Un sentiment d’inachevé

Juridiquement, l’affaire Milosevic est définitivement close. Aucune sentence, aucun jugement ne découlera des 466 jours d’audience, des milliers de pièces à conviction enregistrées, et de la comparution de quelques 350 témoins à la barre du tribunal. Le décès de l’ancien président constitue un curieux revers pour le tribunal international. Un sentiment d’inachevé, d’amertume, plane dans les couloirs de la juridiction à La Haye. Au cours d’une conférence de presse, dimanche midi, Carla del Ponte a cependant rappelé que «d’autres responsables sont accusés pour les mêmes crimes que Slobodan Milosevic». Depuis 13 ans, le tribunal international a dressé 161 actes d’accusation et prononcé 40 condamnations.

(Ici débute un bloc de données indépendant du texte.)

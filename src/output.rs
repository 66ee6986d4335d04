//! Per-item results and batch statistics returned by the two jobs.

use crate::error::ItemError;
use serde::{Deserialize, Serialize};
use std::path::PathBuf;

/// What happened to one input file during a submit run.
#[derive(Debug, Clone, Serialize, Deserialize)]
pub struct SubmitResult {
    /// File name inside the input directory.
    pub file_name: String,
    /// Job id assigned by the API, when the upload succeeded.
    pub uuid: Option<String>,
    /// Set when the file was left pending.
    pub error: Option<ItemError>,
}

impl SubmitResult {
    pub fn is_submitted(&self) -> bool {
        self.error.is_none() && self.uuid.is_some()
    }
}

/// Counters for a submit run.
#[derive(Debug, Clone, Default, Serialize, Deserialize)]
pub struct SubmitStats {
    /// PDFs found in the input directory.
    pub total_files: usize,
    /// Uploaded and moved to `Processed/`.
    pub submitted: usize,
    /// Left in the input directory.
    pub failed: usize,
    pub duration_ms: u64,
}

/// Result of [`crate::submit_pending`].
#[derive(Debug, Clone, Serialize, Deserialize)]
pub struct SubmitReport {
    pub files: Vec<SubmitResult>,
    pub stats: SubmitStats,
}

/// State of one tracking directory after a collect run.
#[derive(Debug, Clone, Serialize, Deserialize)]
#[serde(tag = "state", rename_all = "snake_case")]
pub enum CollectOutcome {
    /// Result saved and tracking directory removed.
    Collected { result_path: PathBuf },
    /// The API reported `success = false`; the job is still processing or has failed.
    NotReady,
    /// A request or filesystem step failed; the tracking directory is kept.
    Failed { error: ItemError },
}

/// What happened to one tracking directory during a collect run.
#[derive(Debug, Clone, Serialize, Deserialize)]
pub struct CollectResult {
    pub uuid: String,
    pub outcome: CollectOutcome,
}

/// Counters for a collect run.
#[derive(Debug, Clone, Default, Serialize, Deserialize)]
pub struct CollectStats {
    /// Tracking directories found.
    pub total_jobs: usize,
    pub collected: usize,
    pub not_ready: usize,
    pub failed: usize,
    pub duration_ms: u64,
}

/// Result of [`crate::collect_results`].
#[derive(Debug, Clone, Serialize, Deserialize)]
pub struct CollectReport {
    pub jobs: Vec<CollectResult>,
    pub stats: CollectStats,
}
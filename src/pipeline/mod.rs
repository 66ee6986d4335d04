//! Local building blocks shared by the submit and collect jobs.
//!
//! Each submodule covers one kind of local work. None of them touch the
//! network; that is confined to [`crate::api`].
//!
//! ## Data Flow
//!
//! ```text
//! submit:   scan::pending_pdfs ──▶ encode ──▶ api::create_job ──▶ fs_ops::{ensure_dir, move_file}
//! collect:  scan::tracking_dirs ──▶ api::job_status ──▶ api::job_result ──▶ fs_ops::{write_json, remove_tracking_dir}
//! ```
//!
//! 1. [`scan`]   — list pending PDFs and in-flight tracking directories
//! 2. [`encode`] — read a PDF and base64-wrap it for the request body
//! 3. [`fs_ops`] — the idempotent mkdir, move, write and remove steps

pub mod encode;
pub mod fs_ops;
pub mod scan;
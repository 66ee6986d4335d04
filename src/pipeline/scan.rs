//! Directory scanning: pending input files and in-flight tracking directories.
//!
//! Both listings are non-recursive and sorted by name so a run processes
//! items in a stable order regardless of what the filesystem returns.

use std::ffi::OsString;
use std::io;
use std::path::{Path, PathBuf};
use tracing::{debug, warn};

/// Suffix a file name must end with to be submitted. Case-sensitive.
pub const PDF_SUFFIX: &str = ".pdf";

/// A pending input file.
#[derive(Debug, Clone, PartialEq, Eq)]
pub struct PendingFile {
    /// File name inside the input directory, e.g. `invoice.pdf`.
    pub file_name: String,
    /// Full path to the file.
    pub path: PathBuf,
}

/// Whether `name` is submitted as a PDF (`.pdf` suffix, exact case).
pub fn is_pdf_name(name: &str) -> bool {
    name.ends_with(PDF_SUFFIX)
}

/// List regular files directly inside `dir` whose name ends with `.pdf`.
///
/// Subdirectories (including `Processed/`) are never descended into.
pub async fn pending_pdfs(dir: &Path) -> io::Result<Vec<PendingFile>> {
    let mut entries = tokio::fs::read_dir(dir).await?;
    let mut files = Vec::new();

    while let Some(entry) = entries.next_entry().await? {
        let name = match entry.file_name().into_string() {
            Ok(name) => name,
            Err(raw) => {
                if is_pdf_name(&raw.to_string_lossy()) {
                    warn!("Skipping PDF with non UTF-8 name: {}", entry.path().display());
                }
                continue;
            }
        };
        if !is_pdf_name(&name) {
            continue;
        }
        // file_type() does not follow symlinks; metadata() does.
        let path = entry.path();
        match tokio::fs::metadata(&path).await {
            Ok(meta) if meta.is_file() => files.push(PendingFile {
                file_name: name,
                path,
            }),
            Ok(_) => debug!("Skipping non-file entry {}", path.display()),
            Err(e) => warn!("Cannot stat {}: {}", path.display(), e),
        }
    }

    files.sort_by(|a, b| a.file_name.cmp(&b.file_name));
    Ok(files)
}

/// List the names of immediate subdirectories of `dir`; each one is a job UUID.
pub async fn tracking_dirs(dir: &Path) -> io::Result<Vec<String>> {
    let mut entries = tokio::fs::read_dir(dir).await?;
    let mut uuids = Vec::new();

    while let Some(entry) = entries.next_entry().await? {
        let path = entry.path();
        let is_dir = match tokio::fs::metadata(&path).await {
            Ok(meta) => meta.is_dir(),
            Err(e) => {
                warn!("Cannot stat {}: {}", path.display(), e);
                false
            }
        };
        if !is_dir {
            continue;
        }
        match utf8_name(entry.file_name()) {
            Some(name) => uuids.push(name),
            None => warn!("Skipping tracking directory with non UTF-8 name: {}", path.display()),
        }
    }

    uuids.sort();
    Ok(uuids)
}

fn utf8_name(name: OsString) -> Option<String> {
    name.into_string().ok()
}
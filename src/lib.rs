//! # excelifier-sync
//!
//! Batch PDF submission to the Excelifier document-conversion API, and
//! collection of the JSON results.
//!
//! ## Pipeline Overview
//!
//! Two independent jobs share a directory convention and nothing else. Run
//! them periodically (cron, systemd timer); each run is safe to repeat.
//!
//! ```text
//! DIR_IN/*.pdf ──submit──▶ POST /job ──▶ DIR_OUT/<uuid>/      + DIR_IN/Processed/*.pdf
//! DIR_OUT/<uuid>/ ──collect──▶ GET /job/<uuid> ──▶ DIR_OUT/<filename>.json, <uuid>/ removed
//! ```
//!
//! An empty `DIR_OUT/<uuid>/` directory means "awaiting result". Its absence
//! means the result was collected (or the job never existed).
//!
//! ## Quick Start
//!
//! ```rust,no_run
//! use excelifier_sync::{collect_results, submit_pending, HttpJobApi, SyncConfig};
//!
//! #[tokio::main]
//! async fn main() -> Result<(), Box<dyn std::error::Error>> {
//!     let config = SyncConfig::builder("/data/out", std::env::var("BEARER_TOKEN")?)
//!         .dir_in("/data/in")
//!         .build()?;
//!     let api = HttpJobApi::new(&config)?;
//!
//!     let submitted = submit_pending(&api, &config).await?;
//!     eprintln!("sent {} files", submitted.stats.submitted);
//!
//!     let collected = collect_results(&api, &config).await?;
//!     eprintln!("collected {} results", collected.stats.collected);
//!     Ok(())
//! }
//! ```
//!
//! ## Feature Flags
//!
//! | Feature | Default | Description |
//! |---------|---------|-------------|
//! | `cli`   | on      | Enables the `excelifier-sync` binary (clap + anyhow + tracing-subscriber) |

// ── Modules ──────────────────────────────────────────────────────────────

pub mod api;
pub mod collect;
pub mod config;
pub mod error;
pub mod output;
pub mod pipeline;
pub mod submit;

// ── Re-exports ───────────────────────────────────────────────────────────

pub use api::{CreateJobRequest, CreateJobResponse, HttpJobApi, JobApi, JobStatus};
pub use collect::collect_results;
pub use config::{SyncConfig, SyncConfigBuilder};
pub use error::{ItemError, SyncError};
pub use output::{
    CollectOutcome, CollectReport, CollectResult, CollectStats, SubmitReport, SubmitResult,
    SubmitStats,
};
pub use submit::submit_pending;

Mais comme si le destin rendait impossible la condamnation judiciaire des chefs d’Etat, aucun des trois «seigneurs de la guerre» des Balkans ne sera donc jamais jugé. Les noms de Slobodan Milosevic et de son homologue croate Franjo Tudjman, émaillent cependant les procès. Le nationaliste de Zagreb figure comme responsable au premier chef des crimes reprochés à ses anciens acolytes, chefs politiques et militaires, par le tribunal de La Haye. Décédé en décembre 1999, le président croate n’a jamais été inculpé. L’enquête conduite par le tribunal n’était pas encore bouclée. Restait l’ancien président de Bosnie-Herzégovine, Alija Izetbegovic, dont une possible inculpation faisait l’objet de controverses. Une courte enquête avait été conduite puis immédiatement refermée, avec son décès en septembre 2004.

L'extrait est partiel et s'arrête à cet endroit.